生きている喜び 〜助かった命を人のために〜
https://inochinorire.wordpress.com/2016/06/
車いすの元気配達人 柳岡克子
 45歳の誕生日、私は、和歌山県立医科大学のICUで生死の淵をさまよっていました。数日前の夜、自宅のトイレで下血。近くの病院に緊急入院しました。腸からの出血がひどく、絶食して点滴しながら安静にしていました。それでもフラフラして貧血で輸血をしていました。誕生日の前々日の夜中、ベッドサイドのポータブルトイレに大出血して倒れました。ナースコールを押してからのことは覚えていません。もし押せてなかったらどうなっていたかわかりません。
 明け方、少し意識が戻ったら野口の河川敷で救急車に乗せられているようでした。フワッと身体が浮いたような気がしたらドクターヘリで運ばれていました。15分ほどで和歌山県立医大の屋上に到着し、意識がもうろうとした中、手術の同意書やらなんやら説明を聞いていました。そして麻酔をかけられ手術室に入りました。
 目が覚めた時には、ICUで白い天井しか見えなく器機につながれて身動きが取れませんでした。面会時間に母に携帯電話を持ってくるよう頼みました。時刻を見たら1日飛んでいて誕生日になっていました。どれぐらい眠っていたかもわかりません。友達からの「誕生日おめでとう」のメールが入っていて、しっかり私は生きていると実感しました。年を取ることがこれほどありがたいと思った日はありません。
 33歳の時、初めて下血しました。でも痔だと思い、恥ずかしいので病院にも行かずほっておきました。2年後、トイレで大量の下血をして意識を失いました。昼間だったので母が発見して救急車を呼んでくれて国保日高総合病院へ入院しました。大腸からの出血ということで何も食べられない日々が続きました。口から物が食べられることはありがたいと思いました。1カ月ほど点滴での食事が続き、初めて出てきたスプーン一杯の目玉粥がおいしかったことは今も忘れられません。今まであたりまえだと思っていたことがこんなにありがたいなんて。もし夜中で発見が遅れていたらそのままトイレで死んでいたかと思うとほんまに良かったと思いました。
 それからというもの、下痢だと思ってトイレに行くと便器が真っ赤になるほど出血し貧血でフラフラになって倒れ、半年に一度の割合で入院しました。それでも間一髪のところでいつも助かりました。その時、私は生かされていると感じたのです。

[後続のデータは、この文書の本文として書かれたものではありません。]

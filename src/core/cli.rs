use std::path::PathBuf;

#[derive(Debug, Clone)]
pub struct CliPaths {
    pub config_path: PathBuf,
    pub logs_dir: PathBuf,
    pub exports_dir: PathBuf,
}

impl CliPaths {
    pub fn from_env() -> Result<Self, String> {
        Self::from_args(std::env::args().skip(1))
    }

    pub fn from_args<I>(mut args: I) -> Result<Self, String>
    where
        I: Iterator<Item = String>,
    {
        let mut paths = Self::defaults();
        while let Some(arg) = args.next() {
            match arg.as_str() {
                "--config" => {
                    paths.config_path = Self::next_path(&mut args, "--config")?;
                }
                "--logs" => {
                    paths.logs_dir = Self::next_path(&mut args, "--logs")?;
                }
                "--exports" => {
                    paths.exports_dir = Self::next_path(&mut args, "--exports")?;
                }
                _ => return Err(format!("Unknown argument: {arg}")),
            }
        }
        Ok(paths)
    }

    fn next_path<I>(args: &mut I, flag: &str) -> Result<PathBuf, String>
    where
        I: Iterator<Item = String>,
    {
        args.next()
            .map(PathBuf::from)
            .ok_or_else(|| format!("Missing value for {flag}"))
    }

    fn defaults() -> Self {
        Self {
            config_path: PathBuf::from("config.json"),
            logs_dir: PathBuf::from("logs"),
            exports_dir: PathBuf::from("exports"),
        }
    }
}
use crate::errors::Result;

pub enum FlowCtrl {
    Continue,
    Finish,
    Abort,
}

/// One screen of the shell: draws itself and reacts to a line of input.
pub trait Flow {
    fn render(&mut self) -> Result<()>;
    fn handle_input(&mut self, input: &str) -> Result<FlowCtrl>;
}

impl<F: Flow + ?Sized> Flow for &mut F {
    fn render(&mut self) -> Result<()> {
        (**self).render()
    }

    fn handle_input(&mut self, input: &str) -> Result<FlowCtrl> {
        (**self).handle_input(input)
    }
}

#[derive(Debug, Clone, PartialEq, Eq)]
pub enum ConfigState {
    ShowTable,   // config table plus Y/N
    SelectId,    // row to edit
    ShowCurrent, // description and current value
    AskNewValue,
    Done,
}

/// Top-level shell command.
#[derive(Debug, Clone, Copy, PartialEq, Eq)]
pub enum ShellCommand {
    Previous,
    Next,
    Today,
    Print,
    Config,
    Help,
    Exit,
}

impl ShellCommand {
    pub fn parse(word: &str) -> Option<Self> {
        Some(match word.to_ascii_lowercase().as_str() {
            "prev" | "p" => Self::Previous,
            "next" | "n" => Self::Next,
            "today" | "t" => Self::Today,
            "print" => Self::Print,
            "config" => Self::Config,
            "help" | "?" => Self::Help,
            "exit" | "quit" => Self::Exit,
            _ => return None,
        })
    }

    pub fn help_lines() -> [&'static str; 8] {
        [
            "prev | p          previous week",
            "next | n          next week",
            "today | t         back to this week",
            "print             export the current table as HTML",
            "config            view and edit settings",
            "help              this list",
            "exit              leave",
            "ctrl+left / ctrl+right / ctrl+home (or the raw key sequences) also navigate",
        ]
    }
}
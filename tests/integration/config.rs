use std::io::BufReader;

use timetable::config::Config;
use timetable::core::context::AppContext;
use timetable::errors::Error;
use timetable::prompter::flows::config_edit::ConfigEditFlow;
use timetable::prompter::prompter::Prompter;

use crate::common::{build_context, make_temp_dir, run_with_input, sample_dir, write_config};

#[test]
fn context_resolves_data_file_next_to_config() {
    let dir = sample_dir("config-ctx", true);
    let ctx = build_context(&dir);

    assert_eq!(ctx.config.data_file(), dir.join("data.json"));
    let source = ctx.activity_source().expect("data file exists");
    assert_eq!(source.path(), dir.join("data.json").as_path());
}

#[test]
fn missing_config_file_is_a_config_error() {
    let dir = make_temp_dir("config-missing");
    let err = AppContext::new_with_paths(
        dir.join("config.json"),
        dir.join("logs"),
        dir.join("exports"),
    )
    .unwrap_err();

    assert!(matches!(err, Error::Config(_)));
    assert!(err.to_string().contains("not found"));
}

#[test]
fn missing_data_file_is_a_startup_error() {
    let dir = make_temp_dir("config-no-data");
    write_config(&dir, None, true);
    let ctx = build_context(&dir);

    let err = ctx.activity_source().unwrap_err();

    assert!(matches!(err, Error::Startup { .. }));
    assert!(err.to_string().contains("data.json"));
}

#[test]
fn config_edit_persists_start_date_change() {
    let dir = sample_dir("config-edit", true);
    let mut ctx = build_context(&dir);
    let flow = ConfigEditFlow::new(&mut ctx);
    let input = b"Y\n3\n2024-09-02\nN\n";

    Prompter::new()
        .run_with_reader(flow, BufReader::new(&input[..]))
        .expect("config flow should run");

    let cfg = Config::load_from(dir.join("config.json")).expect("config should reload");
    assert_eq!(cfg.start_date().map(|d| d.to_string()).as_deref(), Some("2024-09-02"));
}

#[test]
fn config_edit_clears_start_date_with_empty_value() {
    let dir = sample_dir("config-clear", true);
    let mut ctx = build_context(&dir);
    let flow = ConfigEditFlow::new(&mut ctx);
    let input = b"Y\n3\n\nN\n";

    Prompter::new()
        .run_with_reader(flow, BufReader::new(&input[..]))
        .expect("config flow should run");

    let cfg = Config::load_from(dir.join("config.json")).unwrap();
    assert_eq!(cfg.start_date(), None);
}

#[test]
fn binary_config_command_shows_table() {
    let dir = sample_dir("config-bin", true);

    let output = run_with_input(&dir, "config\nN\nexit\n");

    assert!(output.status.success(), "config run should succeed");
    let stdout = String::from_utf8_lossy(&output.stdout);
    assert!(stdout.contains("TITLE_PREFIX"), "stdout did not include config rows");
}
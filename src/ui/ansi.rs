// ANSI/VT100 control sequences used by the shell and the terminal table.

/// Switch to the terminal's alternate screen buffer (smcup).
pub const ENTER_ALT_SCREEN: &str = crate::csi!("?1049h");
/// Return to the main screen buffer (rmcup).
pub const EXIT_ALT_SCREEN: &str = crate::csi!("?1049l");

/// Clear the entire screen.
pub const CLEAR_SCREEN: &str = crate::csi!("2J");
/// Move the cursor to the top-left corner.
pub const CURSOR_HOME: &str = crate::csi!("H");
/// Clear from cursor to end of line.
pub const CLEAR_LINE_REST: &str = crate::csi!("0K");
/// Move the cursor up one line.
pub const CURSOR_UP_ONE: &str = crate::csi!("1A");

pub const HIDE_CURSOR: &str = crate::csi!("?25l");
pub const SHOW_CURSOR: &str = crate::csi!("?25h");
/// Blinking block cursor, where supported.
pub const CURSOR_BLINKING_BLOCK: &str = crate::csi!("1 q");

pub const STYLE_RESET: &str = crate::csi!("0m");
pub const STYLE_BOLD: &str = crate::csi!("1m");
pub const STYLE_ITALIC: &str = crate::csi!("3m");
pub const FG_LIGHT_GRAY: &str = crate::csi!("37m");
pub const FG_RED: &str = crate::csi!("31m");
/// Dark gray background with white text for input prompts.
pub const PROMPT_STYLE: &str = crate::csi2!("38;5;15m", "48;5;236m");
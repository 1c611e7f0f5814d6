use crate::errors::{Error, Result};
use crate::extensions::enums::valid_csv;
use crate::extensions::string::DateSeparators;
use chrono::{Datelike, Local, NaiveDate};
use serde::{Deserialize, Deserializer, Serialize, Serializer};
use std::fmt;
use std::str::FromStr;
use strum::IntoEnumIterator;
use strum_macros::{AsRefStr, Display, EnumIter as EnumIterDerive, EnumString};

/// Calendar day encoded as `YYYYMMDD`, the key the backend stores dates under.
#[derive(Debug, Clone, Copy, PartialEq, Eq, PartialOrd, Ord, Hash, Serialize, Deserialize)]
#[serde(transparent)]
pub struct DateKey(pub u32);

impl DateKey {
    pub fn from_date(date: NaiveDate) -> Self {
        let year = date.year().max(0) as u32;
        DateKey(year * 10_000 + date.month() * 100 + date.day())
    }

    pub fn year(self) -> i32 {
        (self.0 / 10_000) as i32
    }

    pub fn month(self) -> u32 {
        (self.0 % 10_000) / 100
    }

    pub fn day(self) -> u32 {
        self.0 % 100
    }

    /// `None` when the digits do not name a real calendar day.
    pub fn to_date(self) -> Option<NaiveDate> {
        NaiveDate::from_ymd_opt(self.year(), self.month(), self.day())
    }
}

impl From<NaiveDate> for DateKey {
    fn from(date: NaiveDate) -> Self {
        DateKey::from_date(date)
    }
}

impl fmt::Display for DateKey {
    fn fmt(&self, f: &mut fmt::Formatter<'_>) -> fmt::Result {
        write!(f, "{:08}", self.0)
    }
}

/// Monday-first day columns of the timetable.
#[derive(Debug, Clone, Copy, PartialEq, Eq, EnumString, Display, AsRefStr, EnumIterDerive)]
pub enum DayOfWeek {
    #[strum(serialize = "월요일", to_string = "월요일")]
    Mon,
    #[strum(serialize = "화요일", to_string = "화요일")]
    Tue,
    #[strum(serialize = "수요일", to_string = "수요일")]
    Wed,
    #[strum(serialize = "목요일", to_string = "목요일")]
    Thu,
    #[strum(serialize = "금요일", to_string = "금요일")]
    Fri,
    #[strum(serialize = "토요일", to_string = "토요일")]
    Sat,
    #[strum(serialize = "일요일", to_string = "일요일")]
    Sun,
}

impl DayOfWeek {
    /// Column index, 0 = Monday.
    pub fn index(self) -> usize {
        self as usize
    }

    pub fn from_index(index: usize) -> Option<Self> {
        DayOfWeek::iter().nth(index)
    }

    /// One-syllable header form used in `6.3(월)`.
    pub fn abbrev(self) -> &'static str {
        match self {
            DayOfWeek::Mon => "월",
            DayOfWeek::Tue => "화",
            DayOfWeek::Wed => "수",
            DayOfWeek::Thu => "목",
            DayOfWeek::Fri => "금",
            DayOfWeek::Sat => "토",
            DayOfWeek::Sun => "일",
        }
    }
}

#[derive(Debug, Clone, PartialEq, Eq)]
pub struct Date(pub NaiveDate);

#[derive(Copy, Clone, Debug, EnumIterDerive, AsRefStr, EnumString)]
pub enum DateFormat {
    #[strum(serialize = "%Y-%m-%d")]
    YmdDash,
    #[strum(serialize = "%Y%m%d")]
    Compact,
    #[strum(serialize = "%m-%d")]
    MdDash,
}

impl Date {
    pub fn usage() -> String {
        let today = Local::now().date_naive();
        let formats = DateFormat::iter()
            .map(|df| today.format(df.as_ref()).to_string())
            .collect::<Vec<_>>()
            .join(", ");
        format!("Supported formats: {}", formats)
    }

    pub fn try_from_str(input: &str) -> Result<Self> {
        let input = input.to_dash_separators();
        let current_year = Local::now().date_naive().year();

        for f in DateFormat::iter() {
            let candidate = match f {
                DateFormat::MdDash => format!("{current_year}-{input}"),
                _ => input.clone(),
            };
            let format = match f {
                DateFormat::MdDash => DateFormat::YmdDash,
                other => other,
            };
            if let Ok(date) = NaiveDate::parse_from_str(&candidate, format.as_ref()) {
                return Ok(Date(date));
            }
        }

        Err(Error::Parse(format!(
            "Invalid date format: '{}'. {}",
            input,
            Self::usage()
        )))
    }
}

impl fmt::Display for Date {
    fn fmt(&self, f: &mut fmt::Formatter<'_>) -> fmt::Result {
        write!(f, "{}", self.0.format("%Y-%m-%d"))
    }
}

#[derive(Debug, Clone, Copy, PartialEq, Eq, EnumString, Display, AsRefStr, EnumIterDerive)]
#[strum(ascii_case_insensitive)]
pub enum BoolFormat {
    #[strum(serialize = "true", serialize = "True", to_string = "True")]
    TextTrue,

    #[strum(serialize = "false", serialize = "False", to_string = "False")]
    TextFalse,
}

impl BoolFormat {
    #[inline]
    fn to_bool(self) -> bool {
        matches!(self, BoolFormat::TextTrue)
    }
}

#[derive(Debug, Clone, Copy, PartialEq, Eq)]
pub struct Bool(pub bool);

impl Bool {
    pub fn try_from_str(s: &str) -> Result<Self> {
        match BoolFormat::from_str(s.trim()) {
            Ok(fmt) => Ok(Bool(fmt.to_bool())),
            Err(_) => Err(Error::Parse(format!(
                "Invalid string value for boolean: '{}'. Valid values: {}",
                s,
                valid_csv::<BoolFormat>()
            ))),
        }
    }
}

impl fmt::Display for Bool {
    fn fmt(&self, f: &mut fmt::Formatter<'_>) -> fmt::Result {
        write!(f, "{}", if self.0 { "True" } else { "False" })
    }
}

impl Serialize for Bool {
    fn serialize<S: Serializer>(
        &self,
        serializer: S,
    ) -> std::result::Result<<S as Serializer>::Ok, <S as Serializer>::Error> {
        serializer.serialize_str(&self.to_string())
    }
}

impl<'de> Deserialize<'de> for Bool {
    fn deserialize<D: Deserializer<'de>>(
        deserializer: D,
    ) -> std::result::Result<Bool, <D as Deserializer<'de>>::Error> {
        let b = String::deserialize(deserializer)?;
        Bool::try_from_str(&b).map_err(serde::de::Error::custom)
    }
}
//! Declarative timetable view, independent of where it is drawn.

use crate::calendar::{DAYS_IN_WEEK, WeekView};
use crate::organizer::{Period, TimeGroup};
use crate::ui::palette::{PastelColor, color_for_activity};
use crate::ui::time_format::{cell_time_range, format_range};

pub const PERIOD_HEADER: &str = "차수";
pub const EMPTY_GLYPH: &str = "-";
pub const EMPTY_TOOLTIP: &str = "일정 없음";

#[derive(Debug, Clone, PartialEq)]
pub struct TableView {
    pub period_header: String,
    pub day_headers: [String; DAYS_IN_WEEK],
    pub rows: Vec<RowView>,
}

impl TableView {
    /// Headers only; what a week without any periods looks like.
    pub fn empty(week: &WeekView) -> Self {
        Self {
            period_header: PERIOD_HEADER.to_string(),
            day_headers: week.day_headers(),
            rows: Vec::new(),
        }
    }

    pub fn headers(&self) -> Vec<&str> {
        std::iter::once(self.period_header.as_str())
            .chain(self.day_headers.iter().map(String::as_str))
            .collect()
    }
}

#[derive(Debug, Clone, PartialEq)]
pub struct RowView {
    pub number: usize,
    pub label: String,
    pub cells: [CellView; DAYS_IN_WEEK],
}

#[derive(Debug, Clone, PartialEq)]
pub enum CellView {
    Empty {
        glyph: String,
        tooltip: String,
    },
    Filled {
        time_range: String,
        tags: Vec<TagView>,
        tooltip: String,
    },
}

impl CellView {
    pub fn tooltip(&self) -> &str {
        match self {
            CellView::Empty { tooltip, .. } | CellView::Filled { tooltip, .. } => tooltip,
        }
    }

    pub fn is_empty(&self) -> bool {
        matches!(self, CellView::Empty { .. })
    }
}

#[derive(Debug, Clone, PartialEq)]
pub struct TagView {
    pub name: String,
    pub color: PastelColor,
    pub tooltip: String,
}

/// Builds a [`TableView`] from organized periods.
#[derive(Debug, Default, Clone)]
pub struct TableBuilder;

impl TableBuilder {
    pub fn new() -> Self {
        Self
    }

    /// Day headers come from `week`, so they appear even with no periods.
    pub fn build(&self, week: &WeekView, periods: &[Period]) -> TableView {
        let mut table = TableView::empty(week);
        table.rows = periods.iter().map(|p| self.build_row(p)).collect();
        table
    }

    fn build_row(&self, period: &Period) -> RowView {
        RowView {
            number: period.number,
            label: format!("{}차", period.number),
            cells: std::array::from_fn(|day| self.build_cell(period.slot(day))),
        }
    }

    fn build_cell(&self, slot: Option<&TimeGroup>) -> CellView {
        let Some(group) = slot.filter(|g| !g.activities.is_empty()) else {
            return CellView::Empty {
                glyph: EMPTY_GLYPH.to_string(),
                tooltip: EMPTY_TOOLTIP.to_string(),
            };
        };

        let time_range = cell_time_range(&group.activities);
        let tags = group
            .activities
            .iter()
            .map(|activity| {
                let own_range = format_range(
                    activity.start.as_deref().unwrap_or(""),
                    activity.end_time(),
                );
                TagView {
                    name: activity.name.clone(),
                    color: color_for_activity(&activity.name),
                    tooltip: format!("{own_range}\n{}", activity.name),
                }
            })
            .collect::<Vec<_>>();
        let names = tags
            .iter()
            .map(|t| t.name.as_str())
            .collect::<Vec<_>>()
            .join(", ");

        CellView::Filled {
            tooltip: format!("{time_range}\n{names}"),
            time_range,
            tags,
        }
    }
}
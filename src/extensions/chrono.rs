use crate::core::types::DayOfWeek;
use chrono::{Datelike, NaiveDate, Weekday};

pub trait WeekdayExt {
    fn to_day_of_week(self) -> DayOfWeek;
}

impl WeekdayExt for Weekday {
    fn to_day_of_week(self) -> DayOfWeek {
        match self {
            Weekday::Mon => DayOfWeek::Mon,
            Weekday::Tue => DayOfWeek::Tue,
            Weekday::Wed => DayOfWeek::Wed,
            Weekday::Thu => DayOfWeek::Thu,
            Weekday::Fri => DayOfWeek::Fri,
            Weekday::Sat => DayOfWeek::Sat,
            Weekday::Sun => DayOfWeek::Sun,
        }
    }
}

pub trait NaiveDateExt {
    /// First day of the date's month.
    fn first_of_month(self) -> NaiveDate;
}

impl NaiveDateExt for NaiveDate {
    fn first_of_month(self) -> NaiveDate {
        self.with_day(1).unwrap_or(self)
    }
}
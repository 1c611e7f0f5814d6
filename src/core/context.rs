use crate::config::Config;
use crate::errors::{Error, Result};
use crate::loader::source::JsonFileSource;
use crate::logging::Logger;
use std::path::PathBuf;

/// Everything the view needs once startup succeeded.
#[derive(Debug)]
pub struct AppContext {
    pub config: Config,
    pub logger: Logger,
    pub config_path: PathBuf,
    pub logs_dir: PathBuf,
    pub exports_dir: PathBuf,
}

impl AppContext {
    pub fn new_with_paths(
        config_path: PathBuf,
        logs_dir: PathBuf,
        exports_dir: PathBuf,
    ) -> Result<Self> {
        let config = Config::load_from(&config_path)?;

        let logger = Logger::new();
        logger.set_log_dir(&logs_dir);
        logger.set_file_logging_enabled(config.file_logging_enabled());

        Ok(Self {
            config,
            logger,
            config_path,
            logs_dir,
            exports_dir,
        })
    }

    /// Build the configured activity source, failing when its file is absent.
    pub fn activity_source(&self) -> Result<JsonFileSource> {
        let path = self.config.data_file();
        if !path.is_file() {
            return Err(Error::Startup {
                missing: vec![format!("data file '{}'", path.display())],
            });
        }
        Ok(JsonFileSource::new(path).with_batch(self.config.batch_fetch_enabled()))
    }
}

 私は、両手足に重い障害があって産まれました。2歳半で少し歩けるようになっても不自由な生活をしてきました。幼児期のいじめや思春期の自殺願望などつらい思いを吹き飛ばして健常児と一緒の学校へ母の送り迎えで通いました。手動式の車の運転免許を取り、神戸学院大学薬学部を卒業しました。薬剤師になってドラッグストアに勤務しながら学習塾を経営し不登校の子供や非行の子どもたちにも体当たりで接してきました。障害者卓球と出会いパラリンピックをめざして卓球の練習に明け暮れていた頃です。足が痛くなり痛み止めの薬を飲んでいました。胃を悪くしたので座薬を入れました。それが腸への負担となったのです。薬は、出血の引き金になったのですが病名は、潰瘍性大腸炎という難病でした。小さい頃から、天ぷら、焼き肉、から揚げなど油っこいものが大好きでした。この病気になって食べられなくなりました。それがどんなにつらかったことか。腸が悲鳴を上げていたんですね。ずっと薬で抑えていましたが、とうとうボロボロになった大腸ともおさらばでした。45年私の大腸ともお別れすることになりました。断腸の思いという言葉があります。大腸を全部摘出する手術を緊急にしなければ命が持たないという判断でした。度重なる入院で学習塾も辞めざるを得なくなり、ドラッグストアも退職しました。今は全国あちこちで命の大切さを講演させてもらっています。「大腸がなくなって大変でしたね」と言う質問に「大腸がんにならないと喜んでいます。」と答えて笑いを取っています。今は、何でも食べることが出来ます。それが何よりありがたいなあと食べる喜びを味わっています。
 その日を境に人工肛門という友達が出来ました。これからは一生仲良くお付き合いをしていかなければいけない身体の一部となりました。取り外しが面倒くさいし、障害も増えてしまいました。でも私は生きている。神様、仏様、ご先祖様に守られて生かされているのです。この世にまだ私に与えられた使命があるのかもしれません。何回も死にかけたけど命ってかけがえのない大切なものだから、助かった命に感謝して、恩返しのできる活動をしていきたいのです。この度、公益社団法人日本オストミー協会和歌山県支部の支部長に就任しました。私を支えてくれた方へ直接ではなくても私を必要としてくれる方がいたら誰かの役に立ちたい。そんな思いでこれからもがんばっていきたいと思います。